Portugal vive en suspenso, en una especie de limbo político y económico, pendiente de la decisión de los jueces del Tribunal Constitucional, que tienen que dictaminar si el presupuesto de 2013, el más restrictivo de la historia reciente del país, se ajusta o no a la Ley Fundamental. Un eventual rechazo frontal acarreará consecuencias imprevisibles, hasta el punto de que, según la prensa portuguesa, el primer ministro, el conservador Pedro Passos Coelho, aseguró, la pasada semana, en una reunión con miembros de su partido, que piensa incluso en la dimisión.

A finales del año pasado, la oposición llevó al Tribunal Constitucional portugués este presupuesto, que incluye, entre otras medidas de recorte, una brutal subida de impuestos equivalente a un salario mensual para todos los trabajadores y pensionistas, una tasa especial para los jubilados, y la retirada de una paga extra para todos los funcionarios y pensionistas que ingresen más de 1.000 euros al mes.

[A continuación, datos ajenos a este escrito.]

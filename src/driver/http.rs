use std::collections::HashMap;
use std::time::Duration;

use crate::driver::{Driver, DriverError, DriverFactory, HttpRequest, HttpResponse};

/// Configuration for the HTTP driver.
#[derive(Debug, Clone)]
pub struct HttpDriverConfig {
    /// Base URL prepended to relative request URLs.
    pub base_url: Option<String>,
    /// Headers sent with every request.
    pub default_headers: HashMap<String, String>,
    /// Global request timeout (overridden per request when the engine's
    /// configured timeout is tighter).
    pub timeout: Duration,
}

impl Default for HttpDriverConfig {
    fn default() -> Self {
        Self {
            base_url: None,
            default_headers: HashMap::new(),
            timeout: Duration::from_secs(30),
        }
    }
}

/// Driver backed by a plain `ureq` agent. Implements only the HTTP
/// capability; browser operations report unsupported so that suites mixing
/// browser steps fail with a clear message rather than hanging.
pub struct HttpDriver {
    config: HttpDriverConfig,
}

impl HttpDriver {
    pub fn new(config: HttpDriverConfig) -> Self {
        Self { config }
    }

    fn full_url(&self, url: &str) -> String {
        if url.starts_with("http://") || url.starts_with("https://") {
            return url.to_owned();
        }
        match &self.config.base_url {
            Some(base) => format!("{}{}", base.trim_end_matches('/'), url),
            None => url.to_owned(),
        }
    }
}

impl Driver for HttpDriver {
    fn name(&self) -> &str {
        "http"
    }

    fn navigate(&mut self, _url: &str) -> Result<(), DriverError> {
        Err(DriverError::unsupported("http", "navigate"))
    }

    fn click(&mut self, _selector: &str) -> Result<(), DriverError> {
        Err(DriverError::unsupported("http", "click"))
    }

    fn fill(&mut self, _selector: &str, _value: &str) -> Result<(), DriverError> {
        Err(DriverError::unsupported("http", "fill"))
    }

    fn select(&mut self, _selector: &str, _value: &str) -> Result<(), DriverError> {
        Err(DriverError::unsupported("http", "select"))
    }

    fn hover(&mut self, _selector: &str) -> Result<(), DriverError> {
        Err(DriverError::unsupported("http", "hover"))
    }

    fn wait_for(
        &mut self,
        _selector: &str,
        _state: &str,
        _timeout: Duration,
    ) -> Result<(), DriverError> {
        Err(DriverError::unsupported("http", "wait_for"))
    }

    fn get_text(&mut self, _selector: &str) -> Result<String, DriverError> {
        Err(DriverError::unsupported("http", "get_text"))
    }

    fn get_attribute(&mut self, _selector: &str, _name: &str) -> Result<String, DriverError> {
        Err(DriverError::unsupported("http", "get_attribute"))
    }

    fn get_title(&mut self) -> Result<String, DriverError> {
        Err(DriverError::unsupported("http", "get_title"))
    }

    fn get_url(&mut self) -> Result<String, DriverError> {
        Err(DriverError::unsupported("http", "get_url"))
    }

    fn screenshot(&mut self, _full_page: bool) -> Result<Vec<u8>, DriverError> {
        Err(DriverError::unsupported("http", "screenshot"))
    }

    fn request(&mut self, request: &HttpRequest) -> Result<HttpResponse, DriverError> {
        let timeout = request.timeout.min(self.config.timeout);
        let config = ureq::config::Config::builder()
            .http_status_as_error(false)
            .timeout_global(Some(timeout))
            .build();
        let agent = ureq::Agent::new_with_config(config);
        let url = self.full_url(&request.url);

        let mut headers: Vec<(&str, &str)> = self
            .config
            .default_headers
            .iter()
            .map(|(k, v)| (k.as_str(), v.as_str()))
            .collect();
        headers.extend(request.headers.iter().map(|(k, v)| (k.as_str(), v.as_str())));

        let result = match request.method.as_str() {
            "GET" | "DELETE" | "HEAD" => {
                let mut req = match request.method.as_str() {
                    "GET" => agent.get(&url),
                    "DELETE" => agent.delete(&url),
                    _ => agent.head(&url),
                };
                for (key, value) in &headers {
                    req = req.header(*key, *value);
                }
                req.call()
            }
            "POST" | "PUT" | "PATCH" => {
                let mut req = match request.method.as_str() {
                    "POST" => agent.post(&url),
                    "PUT" => agent.put(&url),
                    _ => agent.patch(&url),
                };
                for (key, value) in &headers {
                    req = req.header(*key, *value);
                }
                match &request.body {
                    Some(body) => req.send(body.as_bytes()),
                    None => req.send_empty(),
                }
            }
            other => {
                return Err(DriverError::new(format!(
                    "unsupported HTTP method: {other}"
                )));
            }
        };

        match result {
            Ok(mut resp) => {
                let status = resp.status().as_u16();
                let mut response_headers = HashMap::new();
                for (name, value) in resp.headers() {
                    if let Ok(value) = value.to_str() {
                        response_headers.insert(name.to_string(), value.to_owned());
                    }
                }
                let body = resp
                    .body_mut()
                    .read_to_string()
                    .map_err(|e| DriverError::new(format!("failed to read response body: {e}")))?;
                Ok(HttpResponse {
                    status,
                    headers: response_headers,
                    body,
                })
            }
            Err(e) => {
                let timed_out = matches!(e, ureq::Error::Timeout(_))
                    || matches!(&e, ureq::Error::Io(io) if io.kind() == std::io::ErrorKind::TimedOut);
                Err(DriverError {
                    message: format!("HTTP request failed: {e}"),
                    detail: Some(url),
                    timed_out,
                })
            }
        }
    }

    fn close(&mut self) -> Result<(), DriverError> {
        // The agent holds no long-lived session state.
        Ok(())
    }
}

/// Factory producing [`HttpDriver`] sessions.
pub struct HttpDriverFactory {
    pub config: HttpDriverConfig,
}

impl HttpDriverFactory {
    pub fn new(config: HttpDriverConfig) -> Self {
        Self { config }
    }
}

impl DriverFactory for HttpDriverFactory {
    fn create(&self) -> Result<Box<dyn Driver>, DriverError> {
        Ok(Box::new(HttpDriver::new(self.config.clone())))
    }
}

#[cfg(test)]
mod tests {
    use super::*;

    fn driver_with_base(base: &str) -> HttpDriver {
        HttpDriver::new(HttpDriverConfig {
            base_url: Some(base.into()),
            ..Default::default()
        })
    }

    #[test]
    fn full_url_joins_base() {
        let d = driver_with_base("http://localhost:3000/");
        assert_eq!(d.full_url("/api/users"), "http://localhost:3000/api/users");
    }

    #[test]
    fn full_url_keeps_absolute() {
        let d = driver_with_base("http://localhost:3000");
        assert_eq!(d.full_url("https://other.test/x"), "https://other.test/x");
    }

    #[test]
    fn full_url_without_base_passes_through() {
        let d = HttpDriver::new(HttpDriverConfig::default());
        assert_eq!(d.full_url("/api"), "/api");
    }

    #[test]
    fn browser_operations_are_unsupported() {
        let mut d = HttpDriver::new(HttpDriverConfig::default());
        assert!(d.click("#go").is_err());
        assert!(d.get_title().is_err());
        assert!(d.screenshot(true).is_err());
    }

    #[test]
    fn unsupported_method_errors_without_sending() {
        let mut d = HttpDriver::new(HttpDriverConfig::default());
        let err = d
            .request(&HttpRequest {
                method: "TRACE".into(),
                url: "http://127.0.0.1:1/".into(),
                headers: vec![],
                body: None,
                timeout: Duration::from_secs(1),
            })
            .unwrap_err();
        assert!(err.message.contains("unsupported HTTP method"));
    }

    #[test]
    fn connection_refused_surfaces_as_driver_error() {
        let mut d = HttpDriver::new(HttpDriverConfig::default());
        let err = d
            .request(&HttpRequest {
                method: "GET".into(),
                url: "http://127.0.0.1:19999/api".into(),
                headers: vec![],
                body: None,
                timeout: Duration::from_secs(2),
            })
            .unwrap_err();
        assert!(err.message.contains("HTTP request failed"));
    }

    #[test]
    fn factory_creates_named_driver() {
        let factory = HttpDriverFactory::new(HttpDriverConfig::default());
        let driver = factory.create().unwrap();
        assert_eq!(driver.name(), "http");
    }
}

No solo la oposición lo denunció. El mismo presidente de la República, Aníbal Cavaco Silva, del mismo partido que Passos Coelho, el PSD, decidió también enviar el texto al Tribunal Constitucional porque, según explicó, albergaba “dudas fundadas sobre la justicia en el reparto de sacrificios”. Eso sí: Cavaco hizo esto después de ratificar el texto, en una decisión criticada por la izquierda que él justificó por la gobernabilidad del país.

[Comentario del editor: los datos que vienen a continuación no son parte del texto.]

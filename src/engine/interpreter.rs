use std::collections::BTreeMap;
use std::time::{Duration, Instant};

use serde_json::Value;
use tracing::{debug, warn};

use crate::driver::DriverFactory;
use crate::engine::context::{CancelToken, ExecutionContext, PARAM_NS};
use crate::engine::handler::{ResolvedParams, StepOutcome};
use crate::engine::registry::EngineRuntime;
use crate::engine::resolve::resolve_value;
use crate::engine::result::{
    DataSetRef, EngineError, EngineErrorKind, FileResult, RunSummary, StepResult, StepStatus,
    TestResult,
};
use crate::model::data::DataSet;
use crate::model::step::{ParamValue, Step};
use crate::model::suite::{FolderHooks, Suite, TestCase};

/// Configuration for one engine run.
#[derive(Debug, Clone)]
pub struct RunConfig {
    /// Timeout applied uniformly to driver operations.
    pub timeout: Duration,
    /// Project-level variable overrides, applied over suite defaults.
    pub variables: BTreeMap<String, Value>,
}

impl Default for RunConfig {
    fn default() -> Self {
        Self {
            timeout: Duration::from_secs(30),
            variables: BTreeMap::new(),
        }
    }
}

/// How a step sequence ended.
#[derive(Debug)]
enum Flow {
    Completed,
    Failed(EngineError),
    Returned(Value),
    Skipped(String),
}

/// How a single step ended, carrying its result record.
enum StepFlow {
    Done(StepResult),
    Returned(Value, StepResult),
    Skipped(String, StepResult),
}

impl StepFlow {
    fn result(&self) -> &StepResult {
        match self {
            Self::Done(r) | Self::Returned(_, r) | Self::Skipped(_, r) => r,
        }
    }
}

/// Suite hooks with folder-contributed hooks merged in: outermost folder
/// first for before-hooks, innermost first (ending at the outermost) for
/// after-hooks, so teardown nests LIFO relative to setup.
struct MergedHooks {
    before_all: Vec<Step>,
    after_all: Vec<Step>,
    before_each: Vec<Step>,
    after_each: Vec<Step>,
}

fn merge_hooks(folders: &[FolderHooks], suite: &Suite) -> MergedHooks {
    let before = |pick: fn(&FolderHooks) -> &Vec<Step>, own: &Vec<Step>| {
        let mut steps: Vec<Step> = folders.iter().flat_map(|f| pick(f).clone()).collect();
        steps.extend(own.clone());
        steps
    };
    let after = |pick: fn(&FolderHooks) -> &Vec<Step>, own: &Vec<Step>| {
        let mut steps = own.clone();
        steps.extend(folders.iter().rev().flat_map(|f| pick(f).clone()));
        steps
    };
    MergedHooks {
        before_all: before(|f| &f.before_all, &suite.before_all),
        after_all: after(|f| &f.after_all, &suite.after_all),
        before_each: before(|f| &f.before_each, &suite.before_each),
        after_each: after(|f| &f.after_each, &suite.after_each),
    }
}

/// The block interpreter: walks suite → test → step, applies lifecycle
/// hooks, fans out data-driven iterations, aggregates soft assertions, and
/// decides pass/fail/skip/error per test.
///
/// Execution is strictly sequential; the interpreter assumes exclusive
/// ownership of its runtime and driver session for the duration of a run.
pub struct Interpreter {
    runtime: EngineRuntime,
    factory: Box<dyn DriverFactory>,
    config: RunConfig,
    cancel: CancelToken,
}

Para aumentar la incertidumbre, nadie sabe qué día decidirán los jueces. Los medios portugueses especulaban con que la respuesta llegaría antes de las vacaciones de Semana Santa. El Jornal de Negócios asegura en su edición de este martes que, sea el día que sea, el dictamen se producirá después de la moción de censura que el Partido Socialista portugués (PS) tiene pensado presentar el miércoles en el Parlamento. El semanario Expresso, por su parte, añadía que a los jueces tenían desde hace días bloqueadas sus agendas para los días 2, 3 y 4 de abril, en un intento de forzar la situación y salir del impasse dramático y paralizante.

No es la primera vez que el Tribunal Constitucional portugués decide algo así. El año pasado falló rechazar el presupuesto de 2012, también elaborado por este Gobierno, en el que se retiraban las pagas extras de jubilados y funcionarios. El Gobierno respondió con el presupuesto actualmente en vigor, aún más restrictivo, con el argumento de que no le quedaba otra si se querían cuadrar las cuentas.

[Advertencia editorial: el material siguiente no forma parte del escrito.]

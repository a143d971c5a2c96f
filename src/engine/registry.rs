use std::collections::{BTreeMap, HashMap};

use serde_json::Value;
use tracing::debug;

use crate::engine::context::ExecutionContext;
use crate::engine::handler::{BlockHandler, ParamShape, ResolvedParams, StepOutcome};
use crate::engine::plugin::Plugin;
use crate::engine::result::EngineError;
use crate::model::extract::SocketInfo;
use crate::model::step::Step;
use crate::model::suite::Procedure;

/// Process-wide mapping from step-type name to handler.
///
/// Open by design: plugins and procedure registration add types at runtime.
/// Registration is idempotent — the first handler registered under a name
/// wins, so repeated suite loads cannot clobber each other.
pub struct BlockRegistry {
    handlers: HashMap<String, Box<dyn BlockHandler>>,
}

impl BlockRegistry {
    /// An empty registry (useful for tests).
    pub fn new() -> Self {
        Self {
            handlers: HashMap::new(),
        }
    }

    /// A registry populated with every built-in block handler.
    pub fn with_builtins() -> Self {
        let mut registry = Self::new();
        crate::blocks::register_builtins(&mut registry);
        registry
    }

    /// Register a handler under its own name. A no-op if the name is
    /// already taken.
    pub fn register(&mut self, handler: Box<dyn BlockHandler>) {
        let name = handler.name().to_owned();
        if self.handlers.contains_key(&name) {
            debug!(step_type = %name, "handler already registered, keeping first");
            return;
        }
        self.handlers.insert(name, handler);
    }

    /// Register a synthetic handler for an authored procedure so it can be
    /// invoked as an ordinary step type.
    pub fn register_procedure(&mut self, procedure: &Procedure) {
        self.register(Box::new(ProcedureBlock {
            procedure_name: procedure.name.clone(),
            params: procedure
                .params
                .iter()
                .map(|p| (p.name.clone(), p.default.clone()))
                .collect(),
        }));
    }

    pub fn get(&self, step_type: &str) -> Option<&dyn BlockHandler> {
        self.handlers.get(step_type).map(Box::as_ref)
    }

    pub fn contains(&self, step_type: &str) -> bool {
        self.handlers.contains_key(step_type)
    }

    pub fn list(&self) -> Vec<&str> {
        let mut names: Vec<&str> = self.handlers.keys().map(String::as_str).collect();
        names.sort_unstable();
        names
    }
}

impl Default for BlockRegistry {
    fn default() -> Self {
        Self::new()
    }
}

impl SocketInfo for BlockRegistry {
    fn is_statement_socket(&self, step_type: &str, input: &str) -> bool {
        self.get(step_type)
            .is_some_and(|h| h.shape().statement_inputs.contains(&input))
    }
}

/// Synthetic handler backing one authored procedure: collects the declared
/// parameters (falling back to declared defaults) and requests a procedure
/// call from the interpreter.
struct ProcedureBlock {
    procedure_name: String,
    params: Vec<(String, Option<Value>)>,
}

impl BlockHandler for ProcedureBlock {
    fn name(&self) -> &str {
        &self.procedure_name
    }

    fn shape(&self) -> ParamShape {
        ParamShape::default()
    }

    fn execute(
        &self,
        _step: &Step,
        params: &ResolvedParams,
        _ctx: &mut ExecutionContext,
    ) -> Result<StepOutcome, EngineError> {
        let mut args = BTreeMap::new();
        for (name, default) in &self.params {
            let value = params
                .get(name)
                .cloned()
                .or_else(|| default.clone())
                .unwrap_or(Value::Null);
            args.insert(name.clone(), value);
        }
        Ok(StepOutcome::ProcedureCall {
            name: self.procedure_name.clone(),
            args,
        })
    }
}

/// Explicit owner of the cross-run tables: block handlers, project-level
/// procedures, and plugins. Constructed once per process or per run and
/// passed by reference — no hidden globals to leak across parallel workers.
pub struct EngineRuntime {
    pub registry: BlockRegistry,
    pub procedures: HashMap<String, Procedure>,
    pub plugins: Vec<Box<dyn Plugin>>,
}

impl EngineRuntime {
    pub fn new(registry: BlockRegistry) -> Self {
        Self {
            registry,
            procedures: HashMap::new(),
            plugins: Vec::new(),
        }
    }

    /// Register a project-level procedure: both into the procedure table
    /// and as a callable step type.
    pub fn add_procedure(&mut self, procedure: Procedure) {
        self.registry.register_procedure(&procedure);
        self.procedures.insert(procedure.name.clone(), procedure);
    }

    pub fn add_plugin(&mut self, plugin: Box<dyn Plugin>) {
        self.plugins.push(plugin);
    }
}

#[cfg(test)]
mod tests {
    use super::*;
    use crate::model::suite::ProcedureParam;
    use serde_json::json;

    struct NoopBlock {
        type_name: &'static str,
        marker: Value,
    }

    impl BlockHandler for NoopBlock {
        fn name(&self) -> &str {
            self.type_name
        }

        fn shape(&self) -> ParamShape {
            ParamShape {
                statement_inputs: &["DO"],
                ..ParamShape::default()
            }
        }

        fn execute(
            &self,
            _step: &Step,
            _params: &ResolvedParams,
            _ctx: &mut ExecutionContext,
        ) -> Result<StepOutcome, EngineError> {
            Ok(StepOutcome::Value(self.marker.clone()))
        }
    }

    fn noop(name: &'static str, marker: Value) -> Box<dyn BlockHandler> {
        Box::new(NoopBlock {
            type_name: name,
            marker,
        })
    }

    #[test]
    fn register_and_get() {
        let mut reg = BlockRegistry::new();
        reg.register(noop("wait", json!(1)));
        assert!(reg.contains("wait"));
        assert!(reg.get("other").is_none());
    }

    #[test]
    fn registration_is_idempotent_first_wins() {
        let mut reg = BlockRegistry::new();
        reg.register(noop("wait", json!("first")));
        reg.register(noop("wait", json!("second")));

        let mut ctx = ExecutionContext::new();
        let step = Step::new("wait");
        let outcome = reg
            .get("wait")
            .unwrap()
            .execute(&step, &ResolvedParams::new(), &mut ctx)
            .unwrap();
        assert_eq!(outcome, StepOutcome::Value(json!("first")));
    }

    #[test]
    fn list_is_sorted() {
        let mut reg = BlockRegistry::new();
        reg.register(noop("z_block", json!(0)));
        reg.register(noop("a_block", json!(0)));
        assert_eq!(reg.list(), vec!["a_block", "z_block"]);
    }

    #[test]
    fn registry_reports_statement_sockets() {
        let mut reg = BlockRegistry::new();
        reg.register(noop("repeat", json!(0)));
        assert!(reg.is_statement_socket("repeat", "DO"));
        assert!(!reg.is_statement_socket("repeat", "count"));
        assert!(!reg.is_statement_socket("unknown", "DO"));
    }

    #[test]
    fn procedure_block_requests_call_with_defaults() {
        let mut reg = BlockRegistry::new();
        reg.register_procedure(&Procedure {
            name: "login_as".into(),
            description: None,
            params: vec![
                ProcedureParam {
                    name: "user".into(),
                    param_type: None,
                    default: Some(json!("guest")),
                },
                ProcedureParam {
                    name: "password".into(),
                    param_type: None,
                    default: None,
                },
            ],
            steps: vec![],
        });

        let mut ctx = ExecutionContext::new();
        let step = Step::new("login_as");
        let mut params = ResolvedParams::new();
        params.insert("password".into(), json!("secret"));

        let outcome = reg
            .get("login_as")
            .unwrap()
            .execute(&step, &params, &mut ctx)
            .unwrap();
        match outcome {
            StepOutcome::ProcedureCall { name, args } => {
                assert_eq!(name, "login_as");
                assert_eq!(args["user"], json!("guest"));
                assert_eq!(args["password"], json!("secret"));
            }
            other => panic!("expected procedure call, got {other:?}"),
        }
    }

    #[test]
    fn runtime_add_procedure_registers_step_type() {
        let mut runtime = EngineRuntime::new(BlockRegistry::new());
        runtime.add_procedure(Procedure {
            name: "reset_db".into(),
            description: None,
            params: vec![],
            steps: vec![],
        });
        assert!(runtime.registry.contains("reset_db"));
        assert!(runtime.procedures.contains_key("reset_db"));
    }
}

Una decisión contraria pondrá al Gobierno portugués contra las cuerdas en medio de un considerable lío económico. Si el tribunal obliga a Pedro Passos Coelho a suspender algunas de las medidas citadas este deberá responder, por su parte, a la troika, sobre dónde va a recortar la cantidad que deja de ahorrar a fin de ajustarse al objetivo de déficit Y tiene poco margen de maniobra. Devolver la tasa especial a las pensiones significará 420 millones de euros; la devolución de la paga extra a los jubilados equivaldrá a un gasto de 352 millones de euros; declarar ilegal la brutal subida de impuestos es tanto como dejar de ingresar 2.800 millones de euros.

Es más: el Gobierno se comprometió con la troika a presentar, a finales de abril, un plan extra de ahorro de gastos del Estado, de aquí a 2015, de más de 4.000 millones de euros, que incluirá recortes en los ministerios de Educación y Sanidad. Pero si el Tribunal Constitucional portugués tumba el presupuesto ya en vigor, será difícil pensar, apelar, estudiar o cuadrar futuros ahorros.

De ahí que toda decisión política o económica de relevancia en el país esté a la espera de que los jueces decidan. Desde un hipotético recambio de ministros en un Gobierno que empieza a acusar un desgaste progresivo a la emisión de deuda pública portuguesa a diez años. Miembros de la oposición socialista han denunciado la presión a la que se ven sujetos los miembros del tribunal por parte del Ejecutivo. El mismo Passos Coelho, la semana pasada, aseguró que Portugal “atraviesa momentos históricos y que cada institución debe ser consciente de su responsabilidad”.